Spring Blossoms (Тюльпаны) is a 2026 Russian romantic comedy-drama film directed by Anna Kuznetsova, Yuliya Lysova, Yuliya Uzkikh, Vladislav Ikonnikov, and Yury Korobeynikov about ordinary people and the country's main spring holiday, March 8th.

The leading roles were played by Elena Yakovleva, Aleksei Serebryakov, Varvara Shcherbakova, Slava Kopeykin, Aleksandra Babaskina, Yaroslav Mogilnikov, Yuliya Topolnitskaya, Vyacheslav Chepurchenko, Gosha Kutsenko, and Irina Medvedeva in a film about love, women, and the power of small gestures.

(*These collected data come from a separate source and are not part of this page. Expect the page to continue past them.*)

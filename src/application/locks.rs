use std::collections::HashMap;
use std::sync::{Arc, Mutex as StdMutex};

use tokio::sync::{Mutex, OwnedMutexGuard};

/// エンティティIDごとのストライプドミューテックス
///
/// 変更系の操作は対象の書籍（会員削除では対象の全書籍）のロックを取って
/// 直列化される。ガードを保持している間、同じIDへの操作はブロックする。
///
/// エントリは解放されない。IDの集合は小さい前提。
#[derive(Default)]
pub struct LockRegistry {
    locks: StdMutex<HashMap<String, Arc<Mutex<()>>>>,
}

impl LockRegistry {
    pub fn new() -> Self {
        Self::default()
    }

    fn entry(&self, key: &str) -> Arc<Mutex<()>> {
        let mut locks = self.locks.lock().unwrap();
        locks
            .entry(key.to_string())
            .or_insert_with(|| Arc::new(Mutex::new(())))
            .clone()
    }

    /// 単一キーのロックを取得する
    pub async fn acquire(&self, key: &str) -> OwnedMutexGuard<()> {
        self.entry(key).lock_owned().await
    }

    /// 複数キーのロックを取得する
    ///
    /// デッドロック回避のため、キーをソート・重複排除した正規順で取得する。
    pub async fn acquire_many(&self, keys: &[String]) -> Vec<OwnedMutexGuard<()>> {
        let mut sorted: Vec<&String> = keys.iter().collect();
        sorted.sort();
        sorted.dedup();

        let mut guards = Vec::with_capacity(sorted.len());
        for key in sorted {
            guards.push(self.entry(key).lock_owned().await);
        }
        guards
    }
}
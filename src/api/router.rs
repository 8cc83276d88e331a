use axum::{
    Router,
    routing::{get, post},
};
use std::sync::Arc;
use tower_http::trace::TraceLayer;

use super::handlers::{
    AppState, borrow, cancel_reservation, create_book, create_member, delete_book, delete_member,
    extend, health_check, list_books, list_members, list_overdue_books, member_summary, reserve,
    return_book, update_book, update_member,
};

/// Creates the API router with all library endpoints
///
/// Management endpoints:
/// - GET/POST/PUT/DELETE /api/books
/// - GET/POST/PUT/DELETE /api/members
///
/// Loan lifecycle endpoints:
/// - POST /api/borrow, /api/return, /api/reserve,
///   /api/cancel-reservation, /api/extend
///
/// Query endpoints:
/// - GET /api/books/overdue
/// - GET /api/members/:id/summary
pub fn create_router(state: Arc<AppState>) -> Router {
    Router::new()
        // Health check endpoint
        .route("/api/health", get(health_check))
        // Book and member management
        .route(
            "/api/books",
            get(list_books)
                .post(create_book)
                .put(update_book)
                .delete(delete_book),
        )
        .route(
            "/api/members",
            get(list_members)
                .post(create_member)
                .put(update_member)
                .delete(delete_member),
        )
        // Loan lifecycle
        .route("/api/borrow", post(borrow))
        .route("/api/return", post(return_book))
        .route("/api/reserve", post(reserve))
        .route("/api/cancel-reservation", post(cancel_reservation))
        .route("/api/extend", post(extend))
        // Queries
        .route("/api/books/overdue", get(list_overdue_books))
        .route("/api/members/:id/summary", get(member_summary))
        // Add tracing middleware
        .layer(TraceLayer::new_for_http())
        // Add application state
        .with_state(state)
}
pub mod book_repository;
pub mod member_repository;

pub use book_repository::BookRepository as PostgresBookRepository;
pub use member_repository::MemberRepository as PostgresMemberRepository;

This film was theatrically released on March 5, 2026.

== Plot ==
What is March 8th? It’s spring, the sun, tulips, mom’s smile and the anticipation of falling in love and happiness. There is also a fuss, congratulations, queues in shops, flowers and an endless race for gifts. Every year, on this day, there is a global collapse in which everything is dedicated to women. The most ordinary people who face extraordinary situations, and unplanned meetings radically change their lives.

== Cast ==
- Elena Yakovleva as Tamara
- Aleksey Serebryakov as Grisha
- Varvara Shcherbakova as Varya
- Slava Kopeykin as Misha
- Aleksandra Babaskina as Stasya
- Yaroslav Mogilnikov as Kostya
- Yuliya Topolnitskaya as Sveta
- Vyacheslav Chepurchenko as Dima
- Gosha Kutsenko as Artyom
- Irina Medvedeva as Olga
- Anna Ukolova as Shura
- Nikolay Kolyada as Maxim
- Galina Stakhanova as Artyom's mother

== Production ==
Filming took place in Kaliningrad, Saint Petersburg, Novorossiysk, Yekaterinburg, and Krasnoyarsk.